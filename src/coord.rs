/// Process, state machine dispatch and effects
pub mod core;

/// Lamport logical clock
pub mod clock;

/// Wire messages for every protocol family
pub mod message;

/// Error taxonomy shared by all protocols
pub mod error;

/// Cancellable timers keyed by purpose
pub mod timer;

/// Protocol milestones published to observers
pub mod events;

/// Static cluster description and presets
pub mod config;

/// ISIS total-order multicast
pub mod multicast;

/// Ricart-Agrawala mutual exclusion
pub mod mutex;

/// Inverted Bully leader election
pub mod bully;

/// Spanning-tree wave election
pub mod tree;

/// Peer channel abstraction and the in-memory cluster transport
pub mod channel;

/// TCP transport
pub mod transport;

/// Async runtime driving processes
pub mod simulation;


/// Integration tests for cluster behavior
#[cfg(test)]
pub mod integration_tests;

pub use config::ClusterConfig;
pub use self::core::{Command, Process, ProcessId, Protocol};
pub use simulation::{run_process, spawn_cluster, ProcessHandle};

To do: Show every line of the data in which the word "channel" appears.

Response:
/// Peer channel abstraction and the in-memory cluster transport
pub mod channel;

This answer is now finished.